More than half of U.S. refinery capacity is along the Gulf Coast, and Texas, where Hurricane Harvey made landfall, accounts for 31% of all the capacity. The Gulf Coast region also has 49% of U.S. crude oil storage capacity, and more than 40% of storage capacity for motor gasoline and diesel fuel.
After the hurricane, the Colonial Pipeline system was transporting petroleum products intermittently, and as of Sept. 6, it had resumed operations at reduced rates. The system, which transports the products from Houston to as far north as New York Harbor, normally operates at near full capacity, shipping up to 2.5 million barrels per day of gasoline, diesel and jet fuel.
The East Coast drew down inventories of motor gasoline as supplies were disrupted. In the week ending Sept. 1, the inventories fell 3.5% for 2.2 million barrels, from the previous week.

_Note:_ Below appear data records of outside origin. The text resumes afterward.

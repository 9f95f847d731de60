//! Minimal device identity and stream direction, kept intentionally opaque.
//!
//! Device enumeration, default-device selection and capability queries are
//! out of scope here; a back-end's `open` still needs a concrete, typed
//! parameter to name which device it should configure, so this crate keeps
//! only that much.

use std::fmt;

/// Opaque identifier for a device, as understood by a particular back-end.
///
/// This crate does not interpret the contents; a back-end is free to treat
/// it as a platform device name, an index serialized to a string, or
/// anything else meaningful to it.
#[derive(Debug, Clone, PartialEq, Eq, Hash)]
pub struct DeviceId(String);

impl DeviceId {
    /// Wraps a back-end-specific device identifier.
    pub fn new(id: impl Into<String>) -> Self {
        DeviceId(id.into())
    }

    /// The wrapped identifier.
    pub fn as_str(&self) -> &str {
        &self.0
    }
}

impl fmt::Display for DeviceId {
    fn fmt(&self, f: &mut fmt::Formatter<'_>) -> fmt::Result {
        write!(f, "{}", self.0)
    }
}

impl From<&str> for DeviceId {
    fn from(s: &str) -> Self {
        DeviceId::new(s)
    }
}

impl From<String> for DeviceId {
    fn from(s: String) -> Self {
        DeviceId::new(s)
    }
}

/// The direction a bridge was opened for.
///
/// This is descriptive only — `Debug`/logging and registry bookkeeping use
/// it to reject a mismatched open before a back-end is even asked. The
/// actual contract a back-end implements is the capability predicates in
/// [`crate::backend`].
#[derive(Debug, Clone, Copy, PartialEq, Eq, Hash)]
pub enum IoMode {
    /// Capture only.
    Input,
    /// Playback only.
    Output,
    /// Simultaneous capture and playback, sharing one device clock.
    Duplex,
}

impl IoMode {
    /// True for `Input` and `Duplex`.
    pub fn inputs(&self) -> bool {
        matches!(self, IoMode::Input | IoMode::Duplex)
    }

    /// True for `Output` and `Duplex`.
    pub fn outputs(&self) -> bool {
        matches!(self, IoMode::Output | IoMode::Duplex)
    }

    /// True only for `Duplex`.
    pub fn is_duplex(&self) -> bool {
        matches!(self, IoMode::Duplex)
    }
}

impl fmt::Display for IoMode {
    fn fmt(&self, f: &mut fmt::Formatter<'_>) -> fmt::Result {
        let s = match self {
            IoMode::Input => "input",
            IoMode::Output => "output",
            IoMode::Duplex => "duplex",
        };
        write!(f, "{s}")
    }
}

#[cfg(test)]
mod tests {
    use super::*;

    #[test]
    fn predicates_match_mode() {
        assert!(IoMode::Input.inputs());
        assert!(!IoMode::Input.outputs());
        assert!(IoMode::Output.outputs());
        assert!(!IoMode::Output.inputs());
        assert!(IoMode::Duplex.inputs());
        assert!(IoMode::Duplex.outputs());
        assert!(IoMode::Duplex.is_duplex());
        assert!(!IoMode::Input.is_duplex());
    }

    #[test]
    fn device_id_roundtrips_through_display() {
        let id: DeviceId = "hw:0,0".into();
        assert_eq!(id.as_str(), "hw:0,0");
        assert_eq!(id.to_string(), "hw:0,0");
    }
}
//! Pacing & Deadline Monitor (C5): predicts the earliest moment the next
//! callback can occur, sleeps until just before then, and records missed
//! deadlines.
//!
//! Grounded on `cb.go`'s `setOrgTime`/`maybeSleep`/`checkDeadline`: the
//! bridge sleeps until `SLEEP_SLACK` before the predicted next-callback
//! instant, then falls through to the exchange cell's own short spin for
//! the remainder, absorbing OS scheduling jitter without blocking past it.

use std::fmt;
use std::time::{Duration, Instant};

/// Slack kept between the end of a deadline-directed sleep and the
/// predicted callback instant, absorbing one worst-case scheduling
/// preemption.
pub const SLEEP_SLACK: Duration = Duration::from_millis(10);

/// An observation that the bridge attempted to communicate with the driver
/// after the sample-rate-predicted target instant.
///
/// Not necessarily an audible glitch — the driver may buffer — but the
/// absence of any misses implies the bridge is keeping up.
#[derive(Debug, Clone, Copy, PartialEq, Eq)]
pub struct MissedDeadline {
    /// Number of frames exchanged with the driver at the time of the miss.
    pub frame_index: i64,
    /// How much earlier the exchange would have needed to happen to meet
    /// the deadline.
    pub late_by: Duration,
}

impl fmt::Display for MissedDeadline {
    fn fmt(&self, f: &mut fmt::Formatter<'_>) -> fmt::Result {
        write!(
            f,
            "missed frame {} by {:?}",
            self.frame_index, self.late_by
        )
    }
}

/// Tracks the origin instant and frame duration needed to predict the next
/// callback and to sleep/record misses around it.
pub struct PacingMonitor {
    origin_time: Option<Instant>,
    frame_duration: Duration,
    buffer_size_frames: usize,
    min_callback_frames: usize,
}

impl PacingMonitor {
    /// Creates a monitor for a stream with the given per-frame duration and
    /// configured buffer size. `min_callback_frames` defaults to
    /// `buffer_size_frames`.
    pub fn new(frame_duration: Duration, buffer_size_frames: usize) -> Self {
        PacingMonitor {
            origin_time: None,
            frame_duration,
            buffer_size_frames,
            min_callback_frames: buffer_size_frames,
        }
    }

    /// Overrides the minimum number of frames the driver may deliver per
    /// callback. Lower values make the bridge sleep less aggressively,
    /// since the next callback may arrive sooner.
    pub fn set_min_callback_frames(&mut self, n: usize) {
        self.min_callback_frames = n;
    }

    /// Whether the origin instant has been set yet.
    pub fn has_origin(&self) -> bool {
        self.origin_time.is_some()
    }

    /// Sets the origin instant exactly once, on the first successful
    /// exchange. Subsequent calls are no-ops.
    pub fn set_origin_if_unset(&mut self, now: Instant) {
        if self.origin_time.is_none() {
            self.origin_time = Some(now);
        }
    }

    fn target_for_frame(&self, frame: i64) -> Option<Instant> {
        let origin = self.origin_time?;
        origin.checked_add(self.frame_duration.mul_f64(frame as f64))
    }

    /// Sleeps until `SLEEP_SLACK` before the predicted instant of the next
    /// callback, given `frames_exchanged` so far. A no-op before the origin
    /// is set, or if the deadline is already within `SLEEP_SLACK`.
    pub fn maybe_sleep(&self, frames_exchanged: i64) {
        if frames_exchanged == 0 {
            return;
        }
        let Some(target) = self.target_for_frame(frames_exchanged + self.min_callback_frames as i64)
        else {
            return;
        };
        let now = Instant::now();
        if target <= now {
            return;
        }
        let deadline = target - now;
        if deadline > SLEEP_SLACK {
            std::thread::sleep(deadline - SLEEP_SLACK);
        }
    }

    /// Checks whether the exchange about to happen for `frames_exchanged`
    /// is already past its predicted deadline, returning a
    /// [`MissedDeadline`] if so. A no-op before the origin is set.
    pub fn check_deadline(&self, frames_exchanged: i64) -> Option<MissedDeadline> {
        if frames_exchanged == 0 {
            return None;
        }
        let target = self.target_for_frame(frames_exchanged + 1)?;
        let now = Instant::now();
        if now > target {
            Some(MissedDeadline {
                frame_index: frames_exchanged,
                late_by: now - target,
            })
        } else {
            None
        }
    }

    /// Resets the origin, used when a bridge transitions back to `Idle`
    /// between calls is not required, but closing and reopening a back-end
    /// needs a fresh origin.
    pub fn reset(&mut self) {
        self.origin_time = None;
    }

    #[cfg(test)]
    pub(crate) fn buffer_size_frames(&self) -> usize {
        self.buffer_size_frames
    }
}

#[cfg(test)]
mod tests {
    use super::*;

    #[test]
    fn no_deadline_before_origin_set() {
        let monitor = PacingMonitor::new(Duration::from_micros(20), 512);
        assert!(monitor.check_deadline(0).is_none());
        monitor.maybe_sleep(0); // must not panic or sleep
    }

    #[test]
    fn origin_is_set_only_once() {
        let mut monitor = PacingMonitor::new(Duration::from_micros(20), 512);
        let first = Instant::now();
        monitor.set_origin_if_unset(first);
        std::thread::sleep(Duration::from_millis(1));
        monitor.set_origin_if_unset(Instant::now());
        assert_eq!(monitor.origin_time, Some(first));
    }

    #[test]
    fn missed_deadline_display_mentions_frame() {
        let miss = MissedDeadline {
            frame_index: 42,
            late_by: Duration::from_millis(3),
        };
        assert!(miss.to_string().contains("42"));
    }

    #[test]
    fn stale_target_is_reported_as_missed() {
        let mut monitor = PacingMonitor::new(Duration::from_nanos(1), 512);
        monitor.set_origin_if_unset(Instant::now() - Duration::from_secs(1));
        assert!(monitor.check_deadline(1).is_some());
    }

    #[test]
    fn buffer_size_frames_accessor_reflects_construction() {
        let monitor = PacingMonitor::new(Duration::from_micros(20), 256);
        assert_eq!(monitor.buffer_size_frames(), 256);
    }
}
//! A loopback back-end that drives a real callback thread on a
//! caller-supplied schedule, used to exercise the bridge engine end to end
//! in tests without a platform binding.
//!
//! The worker thread's shape (a named thread woken on a timer, writing the
//! cell then releasing it, joined on close) is conceptually grounded on the
//! teacher's ALSA worker (`input_stream_worker`/`output_stream_worker` in
//! the now-removed `host/alsa/mod.rs`): poll/prepare, process one buffer,
//! hand off, repeat, with a clean join on drop.

use std::sync::atomic::{AtomicBool, Ordering};
use std::sync::Arc;
use std::thread::{self, JoinHandle};
use std::time::Duration;

use crate::backend::{Backend, BackendStream};
use crate::cell::ExchangeCell;
use crate::codec::SampleCodec;
use crate::device::{DeviceId, IoMode};
use crate::error::{BridgeError, Result};
use crate::packet::Form;

/// A driver-delivery plan for [`MockBackend`]: how many frames to deliver
/// (capture) or demand (playback) on each tick, how long to wait between
/// ticks, and whether to end with a zero-frame callback once exhausted.
#[derive(Debug, Clone)]
pub struct MockSchedule {
    /// Frame count delivered/demanded on each successive callback.
    pub counts: Vec<usize>,
    /// Wall-clock wait before each callback.
    pub tick: Duration,
    /// If true, one final zero-frame callback follows the schedule,
    /// signaling `EndOfStream`. If false, the worker thread simply stops,
    /// which surfaces as `DriverLost` once the bridge's spin cap elapses.
    pub end_of_stream: bool,
}

impl MockSchedule {
    /// A schedule that delivers `count` frames every `tick` forever — in
    /// practice, `repeat` times, which should be chosen larger than any
    /// test will actually consume.
    pub fn steady(count: usize, repeat: usize, tick: Duration) -> Self {
        MockSchedule {
            counts: vec![count; repeat],
            tick,
            end_of_stream: false,
        }
    }
}

/// The back-end registered under the name `"mock"`. Each call to
/// [`Backend::open`] starts a fresh worker thread following a clone of the
/// configured [`MockSchedule`].
pub struct MockBackend {
    mode: IoMode,
    schedule: MockSchedule,
}

impl MockBackend {
    /// Builds a mock back-end that will drive streams opened in `mode`
    /// according to `schedule`.
    pub fn new(mode: IoMode, schedule: MockSchedule) -> Self {
        MockBackend { mode, schedule }
    }
}

impl Backend for MockBackend {
    fn name(&self) -> &str {
        "mock"
    }

    fn can_open_source(&self) -> bool {
        self.mode.inputs()
    }

    fn can_open_sink(&self) -> bool {
        self.mode.outputs()
    }

    fn open(
        &self,
        _dev: &DeviceId,
        mode: IoMode,
        form: Form,
        codec: SampleCodec,
        buffer_size_frames: usize,
    ) -> Result<Box<dyn BackendStream>> {
        let bytes_per_frame = form.channel_count() as usize * codec.bytes_per_sample();
        // The cell must hold the largest single callback this schedule will
        // ever deliver, which may exceed the nominal buffer size when the
        // schedule is deliberately misaligned (see spec scenario 3).
        let max_frames = self
            .schedule
            .counts
            .iter()
            .copied()
            .max()
            .unwrap_or(0)
            .max(buffer_size_frames);
        let capacity = max_frames * bytes_per_frame;
        // Duplex is unimplemented (see DESIGN.md): no bundled `Backend`
        // reports `can_open_duplex() == true`, and `Bridge::send_receive`
        // always returns `Unsupported`, so there's nothing for a duplex
        // stream here to drive.
        let (in_capacity, out_capacity) = match mode {
            IoMode::Input => (capacity, 0),
            IoMode::Output => (0, capacity),
            IoMode::Duplex => return Err(BridgeError::Unsupported),
        };
        let cell = Arc::new(ExchangeCell::new(in_capacity, out_capacity));
        Ok(Box::new(MockStream {
            cell,
            handle: None,
            stop_flag: Arc::new(AtomicBool::new(false)),
            schedule: self.schedule.clone(),
            mode,
            codec,
            bytes_per_frame,
        }))
    }
}

struct MockStream {
    cell: Arc<ExchangeCell>,
    handle: Option<JoinHandle<()>>,
    stop_flag: Arc<AtomicBool>,
    schedule: MockSchedule,
    mode: IoMode,
    codec: SampleCodec,
    bytes_per_frame: usize,
}

impl BackendStream for MockStream {
    fn cell(&self) -> &Arc<ExchangeCell> {
        &self.cell
    }

    fn start(&mut self) -> Result<()> {
        let cell = self.cell.clone();
        let stop_flag = self.stop_flag.clone();
        let schedule = self.schedule.clone();
        let mode = self.mode;
        let codec = self.codec;
        let bytes_per_frame = self.bytes_per_frame;

        let handle = thread::Builder::new()
            .name("callback_bridge_mock".into())
            .spawn(move || {
                let mut phase: f64 = 0.0;
                for &count in &schedule.counts {
                    if stop_flag.load(Ordering::Relaxed) {
                        return;
                    }
                    thread::sleep(schedule.tick);
                    match mode {
                        IoMode::Input => {
                            let needed = count * bytes_per_frame;
                            let buf = cell.driver_in_mut();
                            let n = needed.min(buf.len());
                            let mut floats = vec![0.0f64; n / codec.bytes_per_sample().max(1)];
                            for f in floats.iter_mut() {
                                *f = phase.sin();
                                phase += 0.01;
                            }
                            let _ = codec.encode(&mut buf[..n], &floats);
                            cell.set_in_frames(count as i32);
                        }
                        IoMode::Output => cell.set_out_frames(count as i32),
                        IoMode::Duplex => unreachable!("MockBackend::open rejects Duplex"),
                    }
                    cell.driver_release();
                }
                if schedule.end_of_stream && !stop_flag.load(Ordering::Relaxed) {
                    thread::sleep(schedule.tick);
                    cell.set_in_frames(0);
                    cell.set_out_frames(0);
                    cell.driver_release();
                }
            })
            .expect("failed to spawn mock driver thread");
        self.handle = Some(handle);
        Ok(())
    }

    fn stop(&mut self) -> Result<()> {
        self.stop_flag.store(true, Ordering::Relaxed);
        Ok(())
    }

    fn close(&mut self) {
        self.stop_flag.store(true, Ordering::Relaxed);
        if let Some(handle) = self.handle.take() {
            let _ = handle.join();
        }
    }
}

impl Drop for MockStream {
    fn drop(&mut self) {
        self.close();
    }
}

Since the hurricane, the average price of a regular gallon of gas in the United States has risen 28 cents per gallon to $2.68 per gallon, on Sept. 4, up from $2.40 per gallon, on Aug. 28. In the Gulf Coast region, which includes Arkansas, the average price has risen 35 cents per gallon to $2.51 per gallon. These are the largest weekly increases in gasoline prices since Hurricane Katrina in 2005.